-------- Excerpted records --------

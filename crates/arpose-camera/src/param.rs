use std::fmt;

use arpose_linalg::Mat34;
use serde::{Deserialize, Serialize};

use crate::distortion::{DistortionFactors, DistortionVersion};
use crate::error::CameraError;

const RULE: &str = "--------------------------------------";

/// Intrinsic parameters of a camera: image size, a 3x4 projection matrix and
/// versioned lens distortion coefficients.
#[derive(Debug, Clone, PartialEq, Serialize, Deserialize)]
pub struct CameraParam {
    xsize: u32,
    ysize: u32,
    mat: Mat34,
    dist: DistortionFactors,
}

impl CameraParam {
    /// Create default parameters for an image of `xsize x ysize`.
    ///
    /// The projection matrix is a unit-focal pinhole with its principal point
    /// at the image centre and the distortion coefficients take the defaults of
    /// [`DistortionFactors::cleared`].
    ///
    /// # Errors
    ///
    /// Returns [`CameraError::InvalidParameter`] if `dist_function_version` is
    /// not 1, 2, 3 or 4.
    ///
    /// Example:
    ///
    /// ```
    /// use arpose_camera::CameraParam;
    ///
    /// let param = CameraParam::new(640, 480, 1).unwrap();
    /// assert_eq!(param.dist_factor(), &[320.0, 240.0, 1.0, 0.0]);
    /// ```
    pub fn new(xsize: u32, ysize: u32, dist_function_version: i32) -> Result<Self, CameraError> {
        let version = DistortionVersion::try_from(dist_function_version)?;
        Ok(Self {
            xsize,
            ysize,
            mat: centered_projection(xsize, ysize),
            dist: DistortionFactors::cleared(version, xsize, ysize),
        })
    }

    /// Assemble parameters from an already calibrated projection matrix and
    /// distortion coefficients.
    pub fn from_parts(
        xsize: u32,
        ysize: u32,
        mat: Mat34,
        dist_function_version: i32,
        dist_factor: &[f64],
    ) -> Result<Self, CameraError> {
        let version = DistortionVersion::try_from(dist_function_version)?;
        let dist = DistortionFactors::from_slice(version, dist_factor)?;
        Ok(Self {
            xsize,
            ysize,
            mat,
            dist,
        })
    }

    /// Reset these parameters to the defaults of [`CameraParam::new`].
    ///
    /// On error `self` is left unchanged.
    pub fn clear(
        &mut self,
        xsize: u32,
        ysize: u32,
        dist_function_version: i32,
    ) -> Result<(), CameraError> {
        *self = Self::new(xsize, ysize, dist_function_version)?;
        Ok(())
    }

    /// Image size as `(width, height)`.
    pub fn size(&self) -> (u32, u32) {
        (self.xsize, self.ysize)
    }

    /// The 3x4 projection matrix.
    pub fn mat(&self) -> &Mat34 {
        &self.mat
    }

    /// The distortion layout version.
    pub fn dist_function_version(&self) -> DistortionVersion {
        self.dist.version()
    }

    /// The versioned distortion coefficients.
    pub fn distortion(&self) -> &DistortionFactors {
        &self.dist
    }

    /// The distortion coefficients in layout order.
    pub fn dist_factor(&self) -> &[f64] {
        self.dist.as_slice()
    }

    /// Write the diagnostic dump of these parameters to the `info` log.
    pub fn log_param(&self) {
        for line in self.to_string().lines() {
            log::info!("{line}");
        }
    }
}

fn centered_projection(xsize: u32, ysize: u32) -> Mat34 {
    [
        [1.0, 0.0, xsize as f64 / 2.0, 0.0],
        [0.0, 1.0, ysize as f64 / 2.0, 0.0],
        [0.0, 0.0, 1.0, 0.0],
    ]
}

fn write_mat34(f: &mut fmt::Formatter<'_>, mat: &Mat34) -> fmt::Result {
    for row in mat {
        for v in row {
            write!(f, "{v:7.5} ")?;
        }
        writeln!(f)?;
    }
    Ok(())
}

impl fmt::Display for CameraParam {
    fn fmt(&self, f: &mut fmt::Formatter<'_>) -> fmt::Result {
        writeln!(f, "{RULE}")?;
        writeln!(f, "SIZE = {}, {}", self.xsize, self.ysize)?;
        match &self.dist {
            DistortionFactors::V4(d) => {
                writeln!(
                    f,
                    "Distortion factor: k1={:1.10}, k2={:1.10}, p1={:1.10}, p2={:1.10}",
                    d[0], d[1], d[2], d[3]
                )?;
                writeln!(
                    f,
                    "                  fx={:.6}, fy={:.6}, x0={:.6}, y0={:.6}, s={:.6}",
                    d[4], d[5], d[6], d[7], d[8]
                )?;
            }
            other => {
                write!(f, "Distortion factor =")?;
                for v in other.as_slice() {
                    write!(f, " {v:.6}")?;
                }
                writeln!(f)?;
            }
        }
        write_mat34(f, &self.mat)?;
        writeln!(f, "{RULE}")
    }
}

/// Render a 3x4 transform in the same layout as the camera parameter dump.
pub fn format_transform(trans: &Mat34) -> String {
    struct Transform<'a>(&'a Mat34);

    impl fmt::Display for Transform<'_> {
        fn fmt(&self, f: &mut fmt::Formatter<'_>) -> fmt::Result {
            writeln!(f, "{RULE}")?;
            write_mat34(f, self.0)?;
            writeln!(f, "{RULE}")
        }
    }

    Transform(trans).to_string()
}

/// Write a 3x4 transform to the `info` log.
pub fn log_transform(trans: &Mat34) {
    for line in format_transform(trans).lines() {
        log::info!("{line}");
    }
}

--------

Repeat all the entries word for word.

filename crates/arpose-camera/src/param.rs
use std::fmt;

use arpose_linalg::Mat34;
use serde::{Deserialize, Serialize};

use crate::distortion::{DistortionFactors, DistortionVersion};
use crate::error::CameraError;

const RULE: &str = "--------------------------------------";

/// Intrinsic parameters of a camera: image size, a 3x4 projection matrix and
/// versioned lens distortion coefficients.
#[derive(Debug, Clone, PartialEq, Serialize, Deserialize)]
pub struct CameraParam {
    xsize: u32,
    ysize: u32,
    mat: Mat34,
    dist: DistortionFactors,
}

impl CameraParam {
    /// Create default parameters for an image of `xsize x ysize`.
    ///
    /// The projection matrix is a unit-focal pinhole with its principal point
    /// at the image centre and the distortion coefficients take the defaults of
    /// [`DistortionFactors::cleared`].
    ///
    /// # Errors
    ///
    /// Returns [`CameraError::InvalidParameter`] if `dist_function_version` is
    /// not 1, 2, 3 or 4.
    ///
    /// Example:
    ///
    /// ```
    /// use arpose_camera::CameraParam;
    ///
    /// let param = CameraParam::new(640, 480, 1).unwrap();
    /// assert_eq!(param.dist_factor(), &[320.0, 240.0, 1.0, 0.0]);
    /// ```
    pub fn new(xsize: u32, ysize: u32, dist_function_version: i32) -> Result<Self, CameraError> {
        let version = DistortionVersion::try_from(dist_function_version)?;
        Ok(Self {
            xsize,
            ysize,
            mat: centered_projection(xsize, ysize),
            dist: DistortionFactors::cleared(version, xsize, ysize),
        })
    }

    /// Assemble parameters from an already calibrated projection matrix and
    /// distortion coefficients.
    pub fn from_parts(
        xsize: u32,
        ysize: u32,
        mat: Mat34,
        dist_function_version: i32,
        dist_factor: &[f64],
    ) -> Result<Self, CameraError> {
        let version = DistortionVersion::try_from(dist_function_version)?;
        let dist = DistortionFactors::from_slice(version, dist_factor)?;
        Ok(Self {
            xsize,
            ysize,
            mat,
            dist,
        })
    }

    /// Reset these parameters to the defaults of [`CameraParam::new`].
    ///
    /// On error `self` is left unchanged.
    pub fn clear(
        &mut self,
        xsize: u32,
        ysize: u32,
        dist_function_version: i32,
    ) -> Result<(), CameraError> {
        *self = Self::new(xsize, ysize, dist_function_version)?;
        Ok(())
    }

    /// Image size as `(width, height)`.
    pub fn size(&self) -> (u32, u32) {
        (self.xsize, self.ysize)
    }

    /// The 3x4 projection matrix.
    pub fn mat(&self) -> &Mat34 {
        &self.mat
    }

    /// The distortion layout version.
    pub fn dist_function_version(&self) -> DistortionVersion {
        self.dist.version()
    }

    /// The versioned distortion coefficients.
    pub fn distortion(&self) -> &DistortionFactors {
        &self.dist
    }

    /// The distortion coefficients in layout order.
    pub fn dist_factor(&self) -> &[f64] {
        self.dist.as_slice()
    }

    /// Write the diagnostic dump of these parameters to the `info` log.
    pub fn log_param(&self) {
        for line in self.to_string().lines() {
            log::info!("{line}");
        }
    }
}

fn centered_projection(xsize: u32, ysize: u32) -> Mat34 {
    [
        [1.0, 0.0, xsize as f64 / 2.0, 0.0],
        [0.0, 1.0, ysize as f64 / 2.0, 0.0],
        [0.0, 0.0, 1.0, 0.0],
    ]
}

fn write_mat34(f: &mut fmt::Formatter<'_>, mat: &Mat34) -> fmt::Result {
    for row in mat {
        for v in row {
            write!(f, "{v:7.5} ")?;
        }
        writeln!(f)?;
    }
    Ok(())
}

impl fmt::Display for CameraParam {
    fn fmt(&self, f: &mut fmt::Formatter<'_>) -> fmt::Result {
        writeln!(f, "{RULE}")?;
        writeln!(f, "SIZE = {}, {}", self.xsize, self.ysize)?;
        match &self.dist {
            DistortionFactors::V4(d) => {
                writeln!(
                    f,
                    "Distortion factor: k1={:1.10}, k2={:1.10}, p1={:1.10}, p2={:1.10}",
                    d[0], d[1], d[2], d[3]
                )?;
                writeln!(
                    f,
                    "                  fx={:.6}, fy={:.6}, x0={:.6}, y0={:.6}, s={:.6}",
                    d[4], d[5], d[6], d[7], d[8]
                )?;
            }
            other => {
                write!(f, "Distortion factor =")?;
                for v in other.as_slice() {
                    write!(f, " {v:.6}")?;
                }
                writeln!(f)?;
            }
        }
        write_mat34(f, &self.mat)?;
        writeln!(f, "{RULE}")
    }
}

/// Render a 3x4 transform in the same layout as the camera parameter dump.
pub fn format_transform(trans: &Mat34) -> String {
    struct Transform<'a>(&'a Mat34);

    impl fmt::Display for Transform<'_> {
        fn fmt(&self, f: &mut fmt::Formatter<'_>) -> fmt::Result {
            writeln!(f, "{RULE}")?;
            write_mat34(f, self.0)?;
            writeln!(f, "{RULE}")
        }
    }

    Transform(trans).to_string()
}

/// Write a 3x4 transform to the `info` log.
pub fn log_transform(trans: &Mat34) {
    for line in format_transform(trans).lines() {
        log::info!("{line}");
    }
}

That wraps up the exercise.